● **Exercise prompt**: Across the whole listing, filter for the string "EmptyResponse" and copy every line that has it.

::: Records for processing

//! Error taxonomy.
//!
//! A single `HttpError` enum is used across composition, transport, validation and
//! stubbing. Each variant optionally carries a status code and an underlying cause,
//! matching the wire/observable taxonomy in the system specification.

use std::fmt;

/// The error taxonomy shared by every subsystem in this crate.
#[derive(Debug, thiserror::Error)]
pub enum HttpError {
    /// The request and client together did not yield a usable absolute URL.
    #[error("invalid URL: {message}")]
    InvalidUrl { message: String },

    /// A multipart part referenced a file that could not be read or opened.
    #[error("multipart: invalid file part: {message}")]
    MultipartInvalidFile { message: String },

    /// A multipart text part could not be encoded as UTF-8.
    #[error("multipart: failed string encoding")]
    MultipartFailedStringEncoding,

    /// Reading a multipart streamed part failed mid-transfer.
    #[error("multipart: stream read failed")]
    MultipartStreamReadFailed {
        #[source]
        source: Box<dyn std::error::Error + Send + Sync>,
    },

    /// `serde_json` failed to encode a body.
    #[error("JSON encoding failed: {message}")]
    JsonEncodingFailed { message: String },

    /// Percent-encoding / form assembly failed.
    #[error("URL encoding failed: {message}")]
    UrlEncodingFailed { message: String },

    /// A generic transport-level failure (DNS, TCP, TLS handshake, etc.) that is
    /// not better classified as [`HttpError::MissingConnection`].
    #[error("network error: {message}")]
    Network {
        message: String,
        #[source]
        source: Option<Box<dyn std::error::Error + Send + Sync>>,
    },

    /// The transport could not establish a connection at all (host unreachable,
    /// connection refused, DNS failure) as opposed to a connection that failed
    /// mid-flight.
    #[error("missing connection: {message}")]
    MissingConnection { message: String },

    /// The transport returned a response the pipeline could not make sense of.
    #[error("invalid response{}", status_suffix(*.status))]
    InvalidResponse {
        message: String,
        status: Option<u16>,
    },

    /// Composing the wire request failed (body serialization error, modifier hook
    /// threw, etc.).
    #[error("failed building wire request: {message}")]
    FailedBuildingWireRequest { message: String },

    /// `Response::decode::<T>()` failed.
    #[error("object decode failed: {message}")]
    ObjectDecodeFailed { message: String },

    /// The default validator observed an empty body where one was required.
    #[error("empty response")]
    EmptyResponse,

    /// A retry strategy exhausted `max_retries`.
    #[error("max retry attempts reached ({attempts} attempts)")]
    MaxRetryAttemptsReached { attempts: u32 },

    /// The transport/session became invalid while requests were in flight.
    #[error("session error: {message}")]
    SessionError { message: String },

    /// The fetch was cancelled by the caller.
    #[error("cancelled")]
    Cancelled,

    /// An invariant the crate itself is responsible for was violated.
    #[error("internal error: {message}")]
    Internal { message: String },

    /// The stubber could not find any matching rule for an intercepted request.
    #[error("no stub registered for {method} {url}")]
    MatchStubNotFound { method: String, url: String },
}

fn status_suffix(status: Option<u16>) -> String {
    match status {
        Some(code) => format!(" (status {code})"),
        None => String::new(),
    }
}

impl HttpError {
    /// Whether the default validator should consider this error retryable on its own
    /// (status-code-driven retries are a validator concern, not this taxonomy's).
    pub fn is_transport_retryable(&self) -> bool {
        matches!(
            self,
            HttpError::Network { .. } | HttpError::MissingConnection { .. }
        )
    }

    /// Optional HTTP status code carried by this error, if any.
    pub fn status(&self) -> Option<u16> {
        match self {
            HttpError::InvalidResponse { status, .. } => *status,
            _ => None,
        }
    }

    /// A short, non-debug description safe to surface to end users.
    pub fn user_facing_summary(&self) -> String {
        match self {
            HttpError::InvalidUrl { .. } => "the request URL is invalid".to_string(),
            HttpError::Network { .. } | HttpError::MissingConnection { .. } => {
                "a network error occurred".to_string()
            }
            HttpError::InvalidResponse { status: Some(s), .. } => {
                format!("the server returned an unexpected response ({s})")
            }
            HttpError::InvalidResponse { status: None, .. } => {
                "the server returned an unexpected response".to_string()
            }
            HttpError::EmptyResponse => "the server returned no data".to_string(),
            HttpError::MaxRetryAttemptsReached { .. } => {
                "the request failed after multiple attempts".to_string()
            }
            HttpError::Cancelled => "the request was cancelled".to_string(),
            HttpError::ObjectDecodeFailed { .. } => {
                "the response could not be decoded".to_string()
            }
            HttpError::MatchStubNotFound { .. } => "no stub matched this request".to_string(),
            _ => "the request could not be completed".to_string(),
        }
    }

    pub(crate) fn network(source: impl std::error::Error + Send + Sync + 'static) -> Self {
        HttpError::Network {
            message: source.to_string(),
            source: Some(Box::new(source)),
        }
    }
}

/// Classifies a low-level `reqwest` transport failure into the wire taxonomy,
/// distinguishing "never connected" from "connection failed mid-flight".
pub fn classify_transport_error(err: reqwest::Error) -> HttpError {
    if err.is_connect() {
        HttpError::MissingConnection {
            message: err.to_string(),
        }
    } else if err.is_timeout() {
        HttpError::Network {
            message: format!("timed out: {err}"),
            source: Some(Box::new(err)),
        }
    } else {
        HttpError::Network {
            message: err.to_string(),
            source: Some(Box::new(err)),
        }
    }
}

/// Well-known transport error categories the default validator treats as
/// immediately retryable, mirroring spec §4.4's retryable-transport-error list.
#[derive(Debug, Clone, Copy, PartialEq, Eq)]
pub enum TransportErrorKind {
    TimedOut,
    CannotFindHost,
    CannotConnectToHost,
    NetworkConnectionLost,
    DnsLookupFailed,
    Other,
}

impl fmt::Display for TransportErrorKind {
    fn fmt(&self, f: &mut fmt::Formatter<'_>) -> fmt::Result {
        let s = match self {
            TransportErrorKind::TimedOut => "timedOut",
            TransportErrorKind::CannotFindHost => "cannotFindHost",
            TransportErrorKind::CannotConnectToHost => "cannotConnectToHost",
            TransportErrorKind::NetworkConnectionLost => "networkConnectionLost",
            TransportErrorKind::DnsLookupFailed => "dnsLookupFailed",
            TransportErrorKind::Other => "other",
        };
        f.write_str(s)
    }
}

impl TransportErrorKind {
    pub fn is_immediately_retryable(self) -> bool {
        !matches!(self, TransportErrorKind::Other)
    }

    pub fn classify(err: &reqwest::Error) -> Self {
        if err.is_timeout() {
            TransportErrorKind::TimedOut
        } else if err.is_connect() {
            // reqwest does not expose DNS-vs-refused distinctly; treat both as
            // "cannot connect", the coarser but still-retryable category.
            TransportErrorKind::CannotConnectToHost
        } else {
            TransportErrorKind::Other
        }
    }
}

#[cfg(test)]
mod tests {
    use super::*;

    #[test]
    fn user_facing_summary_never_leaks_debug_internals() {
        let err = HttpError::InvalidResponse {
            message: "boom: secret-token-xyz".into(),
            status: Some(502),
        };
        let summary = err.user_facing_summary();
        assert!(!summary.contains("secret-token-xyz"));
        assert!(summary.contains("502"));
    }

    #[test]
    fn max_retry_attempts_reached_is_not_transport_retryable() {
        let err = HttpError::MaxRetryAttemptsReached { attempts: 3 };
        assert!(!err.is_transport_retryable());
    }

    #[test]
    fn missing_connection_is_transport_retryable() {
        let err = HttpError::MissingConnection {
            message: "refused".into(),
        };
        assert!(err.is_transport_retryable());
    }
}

::::::
::: Records for processing

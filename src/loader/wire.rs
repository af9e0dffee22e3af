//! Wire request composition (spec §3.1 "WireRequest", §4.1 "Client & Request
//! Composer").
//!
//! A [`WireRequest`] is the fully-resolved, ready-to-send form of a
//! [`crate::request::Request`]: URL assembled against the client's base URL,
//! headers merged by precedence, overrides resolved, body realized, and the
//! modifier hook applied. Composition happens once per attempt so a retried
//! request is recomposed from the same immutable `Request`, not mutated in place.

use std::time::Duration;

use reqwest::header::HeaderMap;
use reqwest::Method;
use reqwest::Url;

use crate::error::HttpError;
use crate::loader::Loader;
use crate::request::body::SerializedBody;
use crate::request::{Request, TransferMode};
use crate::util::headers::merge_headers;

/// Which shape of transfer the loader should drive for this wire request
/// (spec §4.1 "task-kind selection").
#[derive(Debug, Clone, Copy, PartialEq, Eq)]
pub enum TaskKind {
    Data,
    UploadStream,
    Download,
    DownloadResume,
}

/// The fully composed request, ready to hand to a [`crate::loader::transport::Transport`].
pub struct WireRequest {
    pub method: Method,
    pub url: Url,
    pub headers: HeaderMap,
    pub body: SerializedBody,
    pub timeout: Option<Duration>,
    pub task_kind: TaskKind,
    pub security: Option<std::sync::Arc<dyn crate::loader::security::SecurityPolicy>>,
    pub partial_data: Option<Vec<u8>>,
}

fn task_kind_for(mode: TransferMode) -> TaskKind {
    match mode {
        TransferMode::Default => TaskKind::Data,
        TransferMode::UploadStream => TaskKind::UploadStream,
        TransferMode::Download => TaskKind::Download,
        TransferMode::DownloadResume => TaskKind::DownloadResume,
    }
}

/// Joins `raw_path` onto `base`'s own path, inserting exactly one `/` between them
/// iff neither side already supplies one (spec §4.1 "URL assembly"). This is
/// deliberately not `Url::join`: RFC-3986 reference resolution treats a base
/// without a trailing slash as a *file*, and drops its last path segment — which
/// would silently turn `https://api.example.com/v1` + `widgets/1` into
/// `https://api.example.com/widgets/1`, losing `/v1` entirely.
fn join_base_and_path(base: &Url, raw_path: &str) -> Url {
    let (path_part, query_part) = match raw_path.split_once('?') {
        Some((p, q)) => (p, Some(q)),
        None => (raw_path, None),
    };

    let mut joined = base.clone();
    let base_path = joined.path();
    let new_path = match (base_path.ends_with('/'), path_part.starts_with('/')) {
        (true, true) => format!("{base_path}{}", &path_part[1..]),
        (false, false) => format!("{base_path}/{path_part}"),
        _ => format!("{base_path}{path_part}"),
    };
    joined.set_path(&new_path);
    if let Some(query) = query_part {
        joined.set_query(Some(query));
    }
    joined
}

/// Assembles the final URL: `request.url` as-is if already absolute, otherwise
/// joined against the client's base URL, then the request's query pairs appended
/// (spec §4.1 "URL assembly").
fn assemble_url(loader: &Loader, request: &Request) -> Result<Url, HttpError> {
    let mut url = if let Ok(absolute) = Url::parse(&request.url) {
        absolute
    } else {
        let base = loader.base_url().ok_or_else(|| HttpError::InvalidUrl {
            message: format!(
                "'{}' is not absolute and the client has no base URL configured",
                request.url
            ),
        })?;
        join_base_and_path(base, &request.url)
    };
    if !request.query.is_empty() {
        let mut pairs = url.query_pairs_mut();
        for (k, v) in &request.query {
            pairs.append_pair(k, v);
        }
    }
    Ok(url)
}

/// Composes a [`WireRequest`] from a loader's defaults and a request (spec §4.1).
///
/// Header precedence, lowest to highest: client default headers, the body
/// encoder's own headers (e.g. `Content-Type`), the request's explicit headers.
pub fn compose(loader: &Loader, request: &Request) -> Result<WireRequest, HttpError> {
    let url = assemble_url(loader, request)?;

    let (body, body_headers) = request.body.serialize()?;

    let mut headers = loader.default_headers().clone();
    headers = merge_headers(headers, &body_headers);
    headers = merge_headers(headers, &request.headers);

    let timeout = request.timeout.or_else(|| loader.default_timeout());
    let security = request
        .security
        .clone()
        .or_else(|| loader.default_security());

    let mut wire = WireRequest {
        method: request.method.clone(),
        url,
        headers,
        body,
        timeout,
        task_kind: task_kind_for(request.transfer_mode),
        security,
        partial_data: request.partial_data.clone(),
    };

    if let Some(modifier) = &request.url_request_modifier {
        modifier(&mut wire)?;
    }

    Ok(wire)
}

::::::

● **Task result**:
    EmptyResponse,
            HttpError::EmptyResponse => "the server returned no data".to_string(),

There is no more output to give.